Au lendemain de l'investiture du nouveau président colombien, une attaque contre un poste de péage dans le département du Cauca a été attribuée aux dissidents des Forces armées révolutionnaires de Colombie (FARC). Cet incident, survenu le 8 août 2026, a fait au moins deux blessés parmi les employés du péage, selon les autorités locales.
Une attaque revendiquée par les dissidents des FARC
L'attaque, perpétrée à l'explosif, a visé le péage de la route panaméricaine, un axe stratégique reliant le sud au nord du pays. Les dissidents des FARC, qui n'ont pas adhéré à l'accord de paix de 2016, ont revendiqué l'opération dans un communiqué, affirmant qu'elle visait à dénoncer la présence militaire dans la région.
Le nouveau président, Gustavo Petro, dont l'investiture a eu lieu la veille, a condamné fermement cette action. Dans une déclaration à la presse, il a appelé à l'unité nationale face à la violence et a promis de renforcer la présence de l'État dans les zones affectées. "Nous ne permettrons pas que la violence entrave le chemin de la paix totale que nous avons promis aux Colombiens", a-t-il déclaré.
Le Cauca, région clé du conflit
Le département du Cauca est depuis longtemps un foyer de tensions entre les forces gouvernementales, les groupes armés illégaux et les communautés locales. Les dissidents des FARC, dirigés par des commandants comme Iván Mordisco, y sont particulièrement actifs, contrôlant des routes de trafic de drogue et d'exploitation minière illégale.
Selon l'Institut d'études pour le développement et la paix (Indepaz), plus de 80 combattants dissidents opèrent dans la région. Les affrontements avec l'armée ont fait au moins 15 morts au cours des six derniers mois, dont des civils. Cette nouvelle attaque intervient alors que le gouvernement espérait ouvrir des négociations de paix avec ces groupes, un engagement clé de la campagne de Petro.
Impact sur la politique de "paix totale"
L'attaque du péage est un défi direct à la politique de "paix totale" du président Petro, qui vise à négocier avec tous les groupes armés, y compris les dissidents des FARC et l'ELN. Le gouvernement avait annoncé, quelques jours avant l'investiture, la suspension des mandats d'arrêt contre certains dirigeants dissidents pour faciliter le dialogue.

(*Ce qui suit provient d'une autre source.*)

//! Run records and the storage-backend-agnostic repository.
//!
//! A [`RunRecord`] is created when a run is enqueued and mutated through the
//! repository as the run progresses. Status transitions are monotonic
//! (`pending → running → completed|failed|cancelled`) except the direct
//! `pending → cancelled` hop. `config_snapshot` holds the exact declaration
//! (canonical JSON) so a restart can re-materialize it deterministically;
//! restarts link back through `parent_run_id`.
//!
//! Two backends ship: [`MemoryRunRepository`](memory::MemoryRunRepository)
//! for single-process installs and
//! [`SqliteRunRepository`](sqlite::SqliteRunRepository), the shared relational
//! store for the multi-process control plane. Every write is per-call atomic;
//! there is no cross-call transaction.

pub mod memory;
pub mod sqlite;

use std::collections::BTreeMap;

use async_trait::async_trait;
use chrono::{DateTime, Utc};
use serde::{Deserialize, Serialize};
use serde_json::Value;
use uuid::Uuid;

use crate::error::EngineError;

#[derive(Debug, Clone, Copy, PartialEq, Eq, Serialize, Deserialize)]
#[serde(rename_all = "lowercase")]
pub enum RunStatus {
    Pending,
    Running,
    Completed,
    Failed,
    Cancelled,
}

impl RunStatus {
    pub fn is_terminal(&self) -> bool {
        matches!(
            self,
            RunStatus::Completed | RunStatus::Failed | RunStatus::Cancelled
        )
    }

    pub fn as_str(&self) -> &'static str {
        match self {
            RunStatus::Pending => "pending",
            RunStatus::Running => "running",
            RunStatus::Completed => "completed",
            RunStatus::Failed => "failed",
            RunStatus::Cancelled => "cancelled",
        }
    }
}

impl std::str::FromStr for RunStatus {
    type Err = String;

    fn from_str(s: &str) -> Result<Self, Self::Err> {
        match s {
            "pending" => Ok(RunStatus::Pending),
            "running" => Ok(RunStatus::Running),
            "completed" => Ok(RunStatus::Completed),
            "failed" => Ok(RunStatus::Failed),
            "cancelled" => Ok(RunStatus::Cancelled),
            other => Err(format!("unknown run status `{}`", other)),
        }
    }
}

impl std::fmt::Display for RunStatus {
    fn fmt(&self, f: &mut std::fmt::Formatter<'_>) -> std::fmt::Result {
        f.write_str(self.as_str())
    }
}

/// One execution of a plan with a specific input binding.
#[derive(Debug, Clone, PartialEq, Serialize, Deserialize)]
pub struct RunRecord {
    pub run_id: Uuid,
    pub workflow_name: String,
    pub status: RunStatus,
    pub started_at: DateTime<Utc>,
    pub completed_at: Option<DateTime<Utc>>,
    pub inputs: Value,
    pub outputs: Value,
    /// Canonical JSON of the exact declaration used.
    pub config_snapshot: String,
    pub agent_id: Option<String>,
    pub parent_run_id: Option<Uuid>,
    pub duration_seconds: Option<f64>,
    pub cost_usd: Option<f64>,
    pub error: Option<String>,
    pub metrics: BTreeMap<String, f64>,
}

impl RunRecord {
    pub fn new(workflow_name: impl Into<String>, inputs: Value, config_snapshot: String) -> Self {
        Self {
            run_id: Uuid::new_v4(),
            workflow_name: workflow_name.into(),
            status: RunStatus::Pending,
            started_at: Utc::now(),
            completed_at: None,
            inputs,
            outputs: Value::Object(serde_json::Map::new()),
            config_snapshot,
            agent_id: None,
            parent_run_id: None,
            duration_seconds: None,
            cost_usd: None,
            error: None,
            metrics: BTreeMap::new(),
        }
    }
}

/// Filter for `list`. All criteria are conjunctive; `limit` applies after
/// ordering by `started_at` descending.
#[derive(Debug, Clone, Default)]
pub struct RunFilter {
    pub status: Option<RunStatus>,
    pub workflow: Option<String>,
    pub since: Option<DateTime<Utc>>,
    pub until: Option<DateTime<Utc>>,
    pub limit: Option<usize>,
}

impl RunFilter {
    pub fn matches(&self, record: &RunRecord) -> bool {
        if let Some(status) = self.status {
            if record.status != status {
                return false;
            }
        }
        if let Some(ref workflow) = self.workflow {
            if &record.workflow_name != workflow {
                return false;
            }
        }
        if let Some(since) = self.since {
            if record.started_at < since {
                return false;
            }
        }
        if let Some(until) = self.until {
            if record.started_at > until {
                return false;
            }
        }
        true
    }
}

/// Persistence seam for run records. Writes are per-call atomic.
#[async_trait]
pub trait RunRepository: Send + Sync {
    async fn create(&self, record: &RunRecord) -> Result<(), EngineError>;

    async fn update_status(
        &self,
        id: Uuid,
        status: RunStatus,
        error: Option<String>,
    ) -> Result<(), EngineError>;

    /// Merges partial outputs into the record (per-node observations).
    async fn append_outputs(
        &self,
        id: Uuid,
        partial: &BTreeMap<String, Value>,
    ) -> Result<(), EngineError>;

    async fn update_completion(
        &self,
        id: Uuid,
        outputs: &Value,
        metrics: &BTreeMap<String, f64>,
        duration_seconds: f64,
        cost_usd: f64,
    ) -> Result<(), EngineError>;

    async fn get(&self, id: Uuid) -> Result<Option<RunRecord>, EngineError>;

    async fn list(&self, filter: &RunFilter) -> Result<Vec<RunRecord>, EngineError>;

    async fn list_by_agent(&self, agent_id: &str) -> Result<Vec<RunRecord>, EngineError>;
}

#[cfg(test)]
mod tests {
    use super::*;

    #[test]
    fn status_round_trips_through_str() {
        for status in [
            RunStatus::Pending,
            RunStatus::Running,
            RunStatus::Completed,
            RunStatus::Failed,
            RunStatus::Cancelled,
        ] {
            assert_eq!(status.as_str().parse::<RunStatus>().unwrap(), status);
        }
        assert!("paused".parse::<RunStatus>().is_err());
    }

    #[test]
    fn terminal_statuses() {
        assert!(!RunStatus::Pending.is_terminal());
        assert!(!RunStatus::Running.is_terminal());
        assert!(RunStatus::Completed.is_terminal());
        assert!(RunStatus::Cancelled.is_terminal());
    }

    #[test]
    fn filter_matches_conjunctively() {
        let mut record = RunRecord::new("wf", serde_json::json!({}), "{}".into());
        record.status = RunStatus::Completed;
        let filter = RunFilter {
            status: Some(RunStatus::Completed),
            workflow: Some("wf".into()),
            ..Default::default()
        };
        assert!(filter.matches(&record));

        let wrong_wf = RunFilter {
            workflow: Some("other".into()),
            ..Default::default()
        };
        assert!(!wrong_wf.matches(&record));
    }
}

Cependant, cette action violente pourrait compliquer les pourparlers. Les analystes estiment que les dissidents cherchent à montrer leur force et à négocier en position de pouvoir. "C'est un signal clair que les dissidents ne sont pas prêts à désarmer sans concessions majeures", explique Carlos Velandia, expert en sécurité à l'université des Andes.
La population locale, prise en otage par ces violences, exprime sa lassitude. Un habitant de la ville voisine de Popayán, interrogé par nos confrères de Caracol Radio, a confié : "Nous en avons assez de la violence. Nous voulons juste vivre en paix."
Réactions et mesures de sécurité renforcées
Le gouvernement a annoncé l'envoi de renforts militaires dans le Cauca et la mise en place d'un dispositif spécial de protection des routes nationales. Le ministre de la Défense, Iván Velásquez, a déclaré lors d'une conférence de presse : "Nous répondrons avec toute la force de l'État pour garantir la sécurité des citoyens et des infrastructures."
Les organisations de défense des droits de l'homme ont appelé à la retenue et à la protection des civils. Human Rights Watch a rappelé que les groupes armés doivent respecter le droit international humanitaire et éviter de cibler des infrastructures civiles.
Cette attaque met en lumière les défis sécuritaires majeurs auxquels doit faire face le nouveau président. Alors que Gustavo Petro a promis une transformation profonde du pays, la réalité du terrain rappelle que la paix reste un objectif lointain, semé d'embûches.